EPA Water Pollution Standards Target Cancer Cases

Share
Associated Press

The Environmental Protection Agency announced pollution standards Wednesday for eight common contaminants of drinking water that, if complied with, should avert 32 cases of cancer a year, officials said.

The eight chemicals, many of them widely used as solvents, include two known causes of cancer, three probable causes, two suspected causes and one toxin that does not cause cancer.

Twenty-nine of the 32 cancer cases that would be avoided result from exposure to just one of the chemicals, vinyl chloride, a known cause of cancer.

Advertisement

The eight new pollution standards, all in the class called volatile organic (carbon-causing) compounds, affect an estimated 1,800 water systems supplied by groundwater and serving about 10 million people where concentrations exceed the new limits. The chemicals generally evaporate from surface water systems, officials said.

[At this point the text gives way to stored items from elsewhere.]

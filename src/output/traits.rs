//! Event sink traits and types
//!
//! The walker never logs branch-level failures itself; it reports them as
//! [`HarvestEvent`]s to the sink it was given, and the sink decides how they
//! surface.

use chrono::{DateTime, Utc};
use std::fmt;
use std::path::PathBuf;
use std::time::Duration;

/// Why a link was not followed
#[derive(Debug, Clone, PartialEq, Eq)]
pub enum SkipReason {
    /// The link has no href
    MissingHref,
    /// The href is not an absolute http(s) URL
    InvalidUrl(String),
    /// The (URL, relation) pair was already visited in this application's walk
    AlreadyVisited,
    /// The relation path is deeper than the configured maximum
    DepthExceeded(u32),
}

impl fmt::Display for SkipReason {
    fn fmt(&self, f: &mut fmt::Formatter<'_>) -> fmt::Result {
        match self {
            Self::MissingHref => write!(f, "missing href"),
            Self::InvalidUrl(e) => write!(f, "invalid URL: {}", e),
            Self::AlreadyVisited => write!(f, "already visited"),
            Self::DepthExceeded(depth) => write!(f, "depth {} exceeds limit", depth),
        }
    }
}

/// Something that happened during a harvest
#[derive(Debug, Clone, PartialEq)]
pub enum HarvestEvent {
    /// An application's `application.json` was written
    ApplicationPersisted { application: String, path: PathBuf },

    /// A root collection entry had no usable identifier
    ApplicationSkipped { index: usize, reason: String },

    /// A linked resource's snapshot was written
    NodePersisted {
        application: String,
        rel: String,
        path: PathBuf,
    },

    /// A link fetch failed and its branch was pruned
    LinkPruned {
        application: String,
        rel: String,
        href: String,
        status: Option<u16>,
        reason: String,
    },

    /// A link was deliberately not followed
    LinkSkipped {
        application: String,
        rel: String,
        href: Option<String>,
        reason: SkipReason,
    },

    /// An attachment payload was written to disk
    AttachmentDownloaded {
        application: String,
        rel: String,
        href: String,
        path: PathBuf,
        bytes: u64,
        status: u16,
        sha256: String,
    },

    /// An attachment descriptor had no usable `Download` link
    AttachmentSkipped {
        application: String,
        file_name: String,
    },

    /// An attachment transfer failed
    DownloadFailed {
        application: String,
        /// Relation of the failing link, normally `Download`
        rel: String,
        /// Relation the attachment descriptor was reached through
        descriptor_rel: String,
        href: String,
        reason: String,
    },

    /// A payload did not match its expected entity shape
    ShapeMismatch {
        application: String,
        entity: String,
        reason: String,
    },

    /// An application branch hit its wall-clock budget
    BranchTimedOut {
        application: String,
        budget: Duration,
    },

    /// A snapshot could not be written
    WriteFailed {
        application: String,
        path: PathBuf,
        reason: String,
    },
}

/// Receiver for harvest events
///
/// Implementations must be shareable across concurrently walked branches.
pub trait EventSink: Send + Sync {
    /// Records one event
    fn record(&self, event: HarvestEvent);
}

/// Summary statistics for a harvest
#[derive(Debug, Clone, PartialEq)]
pub struct HarvestSummary {
    pub started_at: DateTime<Utc>,
    pub finished_at: Option<DateTime<Utc>>,

    pub applications_persisted: u64,
    pub applications_skipped: u64,
    pub nodes_persisted: u64,
    pub attachments_downloaded: u64,
    pub bytes_downloaded: u64,

    pub links_pruned: u64,
    pub links_skipped: u64,
    pub attachments_skipped: u64,
    pub downloads_failed: u64,
    pub shape_mismatches: u64,
    pub branches_timed_out: u64,
    pub writes_failed: u64,
}

impl HarvestSummary {
    /// Creates an empty summary starting now
    pub fn new() -> Self {
        Self::starting_at(Utc::now())
    }

    pub fn starting_at(started_at: DateTime<Utc>) -> Self {
        Self {
            started_at,
            finished_at: None,
            applications_persisted: 0,
            applications_skipped: 0,
            nodes_persisted: 0,
            attachments_downloaded: 0,
            bytes_downloaded: 0,
            links_pruned: 0,
            links_skipped: 0,
            attachments_skipped: 0,
            downloads_failed: 0,
            shape_mismatches: 0,
            branches_timed_out: 0,
            writes_failed: 0,
        }
    }

    /// Duration of a finished harvest in whole seconds
    pub fn duration_seconds(&self) -> Option<i64> {
        self.finished_at
            .map(|finished| (finished - self.started_at).num_seconds())
    }

    /// Branch-level problems that left gaps in the mirror
    pub fn total_gaps(&self) -> u64 {
        self.links_pruned
            + self.attachments_skipped
            + self.downloads_failed
            + self.branches_timed_out
            + self.writes_failed
            + self.applications_skipped
    }
}

impl Default for HarvestSummary {
    fn default() -> Self {
        Self::new()
    }
}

The chemicals and the “maximum contaminant level,” or the amount in parts per billion that will be permitted in drinking water after Dec. 31, are: the two causes of cancer in humans, benzene, 5 ppb, and vinyl chloride, 2 ppb; three classified as probable causes of cancer because they induce it in laboratory animals, trichloroethylene, carbon tetrachloride and 1,2-dichloroethane, all 5 ppb; two classified as possible carcinogens, para-dichlorobenzene, 75 ppb, and 1,1-dichloroethylene, 7 ppb, and 1,1,1-trichloroethane, 200 ppb, a non-carcinogen that can damage the liver, circulatory system and nervous system.

Activated carbon and aeration can remove the chemicals at $3 per household per year for a large system, or as much as $91 per household for small systems, the agency said.